**Directions:** For each line below that holds "rejected", return the line as it stands.

**Saved data entries:**
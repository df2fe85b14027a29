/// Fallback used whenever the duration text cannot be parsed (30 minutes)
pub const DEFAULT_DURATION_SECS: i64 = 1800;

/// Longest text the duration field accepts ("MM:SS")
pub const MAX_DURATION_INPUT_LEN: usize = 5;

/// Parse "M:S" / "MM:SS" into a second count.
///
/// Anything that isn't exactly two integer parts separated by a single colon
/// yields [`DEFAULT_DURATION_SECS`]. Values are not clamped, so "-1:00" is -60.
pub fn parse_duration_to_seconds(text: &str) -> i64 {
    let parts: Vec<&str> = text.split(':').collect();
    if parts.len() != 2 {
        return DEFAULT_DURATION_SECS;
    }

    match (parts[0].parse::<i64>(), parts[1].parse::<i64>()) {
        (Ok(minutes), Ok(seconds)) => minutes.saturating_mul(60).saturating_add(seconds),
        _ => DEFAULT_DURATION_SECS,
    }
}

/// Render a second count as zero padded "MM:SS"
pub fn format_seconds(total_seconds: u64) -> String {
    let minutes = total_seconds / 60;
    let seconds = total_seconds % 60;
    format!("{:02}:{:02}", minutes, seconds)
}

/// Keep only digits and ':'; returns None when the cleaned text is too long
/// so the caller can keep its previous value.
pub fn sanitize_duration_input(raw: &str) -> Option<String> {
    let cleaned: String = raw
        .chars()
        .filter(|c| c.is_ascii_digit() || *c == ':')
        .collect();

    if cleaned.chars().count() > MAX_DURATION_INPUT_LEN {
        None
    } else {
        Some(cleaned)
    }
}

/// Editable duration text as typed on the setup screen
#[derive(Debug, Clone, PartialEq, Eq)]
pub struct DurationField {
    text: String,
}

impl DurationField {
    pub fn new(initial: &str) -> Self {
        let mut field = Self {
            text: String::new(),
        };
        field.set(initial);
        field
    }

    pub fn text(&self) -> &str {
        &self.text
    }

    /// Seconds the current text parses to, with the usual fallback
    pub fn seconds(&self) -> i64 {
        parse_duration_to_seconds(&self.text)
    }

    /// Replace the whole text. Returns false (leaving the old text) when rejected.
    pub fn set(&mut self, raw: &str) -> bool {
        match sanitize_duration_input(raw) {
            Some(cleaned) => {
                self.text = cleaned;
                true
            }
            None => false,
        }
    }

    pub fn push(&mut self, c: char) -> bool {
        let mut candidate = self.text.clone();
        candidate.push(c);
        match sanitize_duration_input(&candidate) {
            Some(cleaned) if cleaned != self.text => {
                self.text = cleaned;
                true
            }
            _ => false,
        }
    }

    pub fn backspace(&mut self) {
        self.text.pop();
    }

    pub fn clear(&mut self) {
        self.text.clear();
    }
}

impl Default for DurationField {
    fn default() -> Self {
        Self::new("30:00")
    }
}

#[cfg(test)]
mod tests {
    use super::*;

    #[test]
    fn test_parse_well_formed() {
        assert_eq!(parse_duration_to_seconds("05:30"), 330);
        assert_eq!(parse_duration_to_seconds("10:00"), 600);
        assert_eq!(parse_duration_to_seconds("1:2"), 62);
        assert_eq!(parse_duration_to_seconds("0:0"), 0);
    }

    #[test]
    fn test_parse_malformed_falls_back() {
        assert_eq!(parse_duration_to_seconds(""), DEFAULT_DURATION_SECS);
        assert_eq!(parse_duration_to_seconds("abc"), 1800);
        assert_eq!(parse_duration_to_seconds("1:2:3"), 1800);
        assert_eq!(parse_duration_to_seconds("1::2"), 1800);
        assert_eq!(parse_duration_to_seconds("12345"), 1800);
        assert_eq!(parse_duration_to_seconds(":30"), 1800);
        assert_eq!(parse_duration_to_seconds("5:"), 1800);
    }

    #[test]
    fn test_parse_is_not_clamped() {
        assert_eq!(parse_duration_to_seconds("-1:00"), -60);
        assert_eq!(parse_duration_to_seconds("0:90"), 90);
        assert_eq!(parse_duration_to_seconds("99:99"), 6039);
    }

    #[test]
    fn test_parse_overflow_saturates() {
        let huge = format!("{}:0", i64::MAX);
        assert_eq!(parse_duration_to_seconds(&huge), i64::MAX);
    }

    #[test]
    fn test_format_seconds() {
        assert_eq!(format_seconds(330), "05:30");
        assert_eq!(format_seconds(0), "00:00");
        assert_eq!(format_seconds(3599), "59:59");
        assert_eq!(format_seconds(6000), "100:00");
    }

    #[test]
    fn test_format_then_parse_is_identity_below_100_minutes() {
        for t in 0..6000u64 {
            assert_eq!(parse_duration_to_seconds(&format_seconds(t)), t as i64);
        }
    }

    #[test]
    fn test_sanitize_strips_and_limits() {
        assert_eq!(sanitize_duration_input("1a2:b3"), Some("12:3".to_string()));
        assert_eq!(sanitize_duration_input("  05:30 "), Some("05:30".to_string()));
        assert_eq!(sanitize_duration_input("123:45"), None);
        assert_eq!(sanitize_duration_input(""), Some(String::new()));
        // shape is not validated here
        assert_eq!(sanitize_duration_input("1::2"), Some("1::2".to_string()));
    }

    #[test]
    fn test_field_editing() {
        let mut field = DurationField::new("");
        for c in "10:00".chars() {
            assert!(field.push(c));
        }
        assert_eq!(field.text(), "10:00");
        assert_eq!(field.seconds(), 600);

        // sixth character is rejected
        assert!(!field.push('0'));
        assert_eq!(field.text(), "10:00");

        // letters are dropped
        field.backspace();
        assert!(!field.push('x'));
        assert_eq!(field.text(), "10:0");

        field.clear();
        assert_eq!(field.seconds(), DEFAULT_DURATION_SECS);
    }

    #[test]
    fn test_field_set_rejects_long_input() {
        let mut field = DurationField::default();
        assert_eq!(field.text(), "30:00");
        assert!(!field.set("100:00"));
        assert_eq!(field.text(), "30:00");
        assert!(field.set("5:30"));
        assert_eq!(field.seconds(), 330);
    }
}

**Task answer:**
    /// Replace the whole text. Returns false (leaving the old text) when rejected.
        // sixth character is rejected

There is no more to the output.